• [Work request]
Set down every entry again exactly as it stands below.

• [Information provided]
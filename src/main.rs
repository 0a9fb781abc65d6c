fn main() {
    if let Err(err) = sonarchat::cli::main() {
        eprintln!("❌ {err}");
        std::process::exit(1);
    }
}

• [Answer]
filename src/main.rs
repository 0a9fb781abc65d6c
fn main() {
    if let Err(err) = sonarchat::cli::main() {
        eprintln!("❌ {err}");
        std::process::exit(1);
    }
}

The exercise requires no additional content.